The 18% reduction in cost with the intensive management group was primarily the result of differences in the length of stay (9.7 days in the conventional therapy group, 8.4 days in the intensive therapy group; mean difference 1.3, 95% CI 0.2–2.3). The difference in the number of admissions was not significant. The analysis shows that the increased cost of antidiabetic treatment among the intensive therapy group was counterbalanced by the reduced costs of complications. The net costs did not differ significantly between the groups (total cost $14,483 in the conventional group and $14,099 in the intensive group).
The second component of the cost-effectiveness analysis was event-free years. This was measured as time to first event with regards to the endpoints listed above. Within-trial event-free time gained for the intensive vs. the conventional therapy group was 0.60 years (95% CI 0.12–1.10).

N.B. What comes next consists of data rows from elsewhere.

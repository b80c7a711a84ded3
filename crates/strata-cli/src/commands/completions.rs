//! Shell completion generation.

use clap::CommandFactory;
use clap_complete::{generate, shells};

use crate::cli::{Cli, CompletionsArgs, Shell};

const BIN_NAME: &str = "strata";

pub fn execute(args: CompletionsArgs) -> crate::error::CliResult<()> {
    let mut cmd = Cli::command();
    let mut out = std::io::stdout();

    match args.shell {
        Shell::Bash => generate(shells::Bash, &mut cmd, BIN_NAME, &mut out),
        Shell::Zsh => generate(shells::Zsh, &mut cmd, BIN_NAME, &mut out),
        Shell::Fish => generate(shells::Fish, &mut cmd, BIN_NAME, &mut out),
        Shell::PowerShell => generate(shells::PowerShell, &mut cmd, BIN_NAME, &mut out),
        Shell::Elvish => generate(shells::Elvish, &mut cmd, BIN_NAME, &mut out),
    }

    Ok(())
}
impl GenerationService {
    /// Create a new generation service with the given adapters.
    pub fn new(filesystem: Arc<dyn Filesystem>, renderer: Arc<dyn ArtifactRenderer>) -> Self {
        Self {
            filesystem,
            renderer,
        }
    }

    /// Directory and artifact plans for `params`.
    pub fn plan(params: &ResolvedParameters) -> GenerationPlan {
        GenerationPlan {
            directories: DirectoryPlan::for_parameters(params),
            artifacts: ArtifactPlan::for_parameters(params),
        }
    }

    /// Run one generation.
    ///
    /// Directory failures abort before any task starts. Task failures are
    /// collected per batch; a failed core batch prevents the support batch
    /// from starting. Nothing already written is removed.
    #[instrument(
        skip_all,
        fields(
            entity = %params.entity_name(),
            target = %params.target_directory().display()
        )
    )]
    pub async fn generate(&self, params: ResolvedParameters) -> StrataResult<GenerationReport> {
        let run_id = Uuid::new_v4();
        let started_at = Utc::now();
        let root = params.target_directory().to_path_buf();

        info!(%run_id, "Generation started");

        if !self.filesystem.is_dir(&root) {
            return Err(ApplicationError::FilesystemError {
                path: root,
                reason: "target directory does not exist or is not a directory".into(),
            }
            .into());
        }

        let plan = Self::plan(&params);
        let bundle = plan.artifacts.bundle();
        debug!(
            directories = plan.directories.len(),
            tasks = plan.artifacts.task_count(),
            ?bundle,
            "Plan computed"
        );

        let directories = self.ensure_directories(&root, &plan.directories)?;

        let total = plan.artifacts.task_count();
        let (core, support) = plan.artifacts.into_batches();
        let params = Arc::new(params);

        let mut done = self.run_batch("core", core, &params).await;
        if done.failures.is_empty() {
            let support = self.run_batch("support", support, &params).await;
            done.written.extend(support.written);
            done.skipped.extend(support.skipped);
            done.failures.extend(support.failures);
        } else {
            warn!(
                failed = done.failures.len(),
                "Core batch failed, support batch not started"
            );
        }

        if !done.failures.is_empty() {
            return Err(ApplicationError::GenerationFailed {
                failed: done.failures.len(),
                total,
                failures: done.failures,
            }
            .into());
        }

        done.written.sort();
        done.skipped.sort();

        info!(
            written = done.written.len(),
            skipped = done.skipped.len(),
            "Generation completed successfully"
        );

        Ok(GenerationReport {
            run_id,
            entity: params.entity_name().to_string(),
            target_directory: root,
            bundle,
            started_at,
            finished_at: Utc::now(),
            directories,
            written: done.written,
            skipped: done.skipped,
        })
    }

    // -------------------------------------------------------------------------
    // Internal Helpers
    // -------------------------------------------------------------------------

    fn ensure_directories(&self, root: &Path, plan: &DirectoryPlan) -> StrataResult<Vec<PathBuf>> {
        plan.iter()
            .map(|dir| {
                let path = root.join(dir.as_path());
                self.filesystem.create_dir_all(&path)?;
                debug!(path = %path.display(), "Directory ensured");
                Ok(path)
            })
            .collect()
    }

    /// Run every task of a batch concurrently and wait for all of them.
    async fn run_batch(
        &self,
        batch: &'static str,
        tasks: Vec<GenerationTask>,
        params: &Arc<ResolvedParameters>,
    ) -> BatchOutcome {
        let mut outcome = BatchOutcome::default();
        if tasks.is_empty() {
            debug!(batch, "Empty batch");
            return outcome;
        }

        debug!(batch, tasks = tasks.len(), "Batch started");

        let mut set = JoinSet::new();
        for task in tasks {
            let filesystem = Arc::clone(&self.filesystem);
            let renderer = Arc::clone(&self.renderer);
            let params = Arc::clone(params);
            set.spawn_blocking(move || {
                execute_task(filesystem.as_ref(), renderer.as_ref(), &params, &task)
            });
        }

        while let Some(joined) = set.join_next().await {
            match joined {
                Ok(Ok((path, WriteOutcome::Written))) => outcome.written.push(path),
                Ok(Ok((path, WriteOutcome::Skipped))) => {
                    debug!(path = %path.display(), "Exists, left untouched");
                    outcome.skipped.push(path);
                }
                Ok(Err(failure)) => {
                    warn!(batch, %failure, "Artifact failed");
                    outcome.failures.push(failure);
                }
                Err(join_error) => {
                    warn!(batch, error = %join_error, "Artifact task aborted");
                    outcome.failures.push(TaskFailure {
                        artifact: None,
                        path: None,
                        reason: format!("generation task aborted: {join_error}"),
                    });
                }
            }
        }

        outcome
    }
}
//! Artifact renderers.

mod java;
mod templates;

pub use java::JavaRenderer;
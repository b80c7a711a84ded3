// ============================================================================
// domain/error.rs - DOMAIN ERRORS
// ============================================================================

use thiserror::Error;

/// Root domain error type.
///
/// All errors are:
/// - Cloneable (reported once per run, may be inspected many times)
/// - Categorizable (for CLI display)
/// - Actionable (provides suggestions)
#[derive(Debug, Error, Clone, PartialEq, Eq)]
pub enum DomainError {
    // ========================================================================
    // Validation Errors (400-level equivalent)
    // ========================================================================
    #[error("Invalid {field}: {reason}")]
    InvalidInput { field: &'static str, reason: String },

    #[error("Method '{name}' appears more than once")]
    DuplicateMethod { name: String },

    // ========================================================================
    // Not Found Errors (404-level equivalent)
    // ========================================================================
    #[error("Unknown method '{name}'")]
    UnknownMethod { name: String, available: Vec<String> },
}

impl DomainError {
    /// Shorthand for the resolver's rejection of a required field.
    pub fn invalid(field: &'static str, reason: impl Into<String>) -> Self {
        Self::InvalidInput {
            field,
            reason: reason.into(),
        }
    }

    /// Get user-actionable suggestions for fixing this error.
    pub fn suggestions(&self) -> Vec<String> {
        match self {
            Self::InvalidInput { field, .. } => match *field {
                "entity name" => vec![
                    "The entity name must not be empty".into(),
                    "Example: strata generate Order".into(),
                ],
                "identifier type" => vec![
                    "Use one of: int, long, String".into(),
                    "Or pass any Java type, e.g. --id-type UUID".into(),
                ],
                "target directory" => vec![
                    "Pass an absolute path with --dir".into(),
                    "Or run strata from inside the target directory".into(),
                ],
                _ => vec![format!("Check the value given for {field}")],
            },
            Self::DuplicateMethod { name } => vec![
                format!("Select '{name}' only once"),
            ],
            Self::UnknownMethod { available, .. } => {
                let mut out = vec!["Available methods:".to_string()];
                out.extend(available.iter().map(|m| format!("  • {m}")));
                out.push("Try: strata methods".into());
                out
            }
        }
    }

    /// Error category for CLI display styling.
    pub fn category(&self) -> ErrorCategory {
        match self {
            Self::InvalidInput { .. } | Self::DuplicateMethod { .. } => ErrorCategory::Validation,
            Self::UnknownMethod { .. } => ErrorCategory::NotFound,
        }
    }
}

#[derive(Debug, Clone, Copy, PartialEq, Eq)]
pub enum ErrorCategory {
    Validation,
    NotFound,
    Internal,
}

In the article by Wake et al., insulin-requiring Type 2 diabetic subjects (n = 110) from the Kumamoto study were randomized into two groups to evaluate the economic impact of Type 2 diabetic complications over 10 years. The first group was assigned to multiple insulin therapy and their goal was to maintain fasting blood glucose <140 mg/dl, 2-h postprandial blood glucose <200 mg/dl, HbA1c <7.0% and mean amplitude of glycemic excursions <100 mg/dl. The second group was assigned to conventional insulin therapy with the goal to maintain fasting blood glucose <140 mg/dl and avoid symptoms related to hyperglycemia or hypoglycemia. The endpoints were defined as progression of retinopathy, photocoagulation, progression of nephropathy, clinical neuropathy, macrovascular complications (the appearance of cerebrovascular, cardiovascular or peripheral vascular disease) and diabetes-related death (which includes deaths due to myocardial infarction, stroke, peripheral vascular disease, renal disease, hyperglycemia, hypoglycemia or sudden death).
Cost evaluations were based on the reimbursement fee schedule of the Japanese National Health Insurance in 1988. The medical services included inpatient care, outpatient care, medications, medical equipment and laboratory tests related to diabetes care. These costs were subdivided into costs of routine treatment and costs due to complications.
The results showed that the total treatment costs over 10 years were significantly higher for multiple insulin therapy ($27,201) than for conventional insulin therapy ($21,121) — an increase of $6080 (95% CI $3891–8268). However, the costs of complications were significantly lower in the multiple insulin therapy ($7591) vs. the conventional insulin therapy ($15,565) group by $7974 (95% CI $4694–11,253). The total costs combining treatment and complications were $34,792 ± $9639 for multiple insulin therapy and $36,685 ± $12,985 for conventional insulin therapy. The results show that conventional insulin therapy was more expensive by $1893 (95% CI -$2433 to $6220) over the 10 years of observation (Fig. 1).

Fig. 1: Comparison of annual trend of total, treatment and complication costs (undiscounted) between patients receiving intensive insulin therapy (MIT) and conventional insulin therapy (CIT) in the Kumamoto study.

When the relative risks of complications were analyzed, there were significant differences between the conventional and multiple insulin therapy groups. The multiple insulin therapy group significantly reduced their relative risks of progression of retinopathy by 67% (95% CI 49–79), photocoagulation by 77% (95% CI 47–90), progression of nephropathy by 66% (95% CI 42–80), clinical neuropathy by 64% (95% CI 45–76), macrovascular complications by 54% (95% CI 2–78) and diabetes-related death by 81% (95% CI 28–95) (Fig. 2).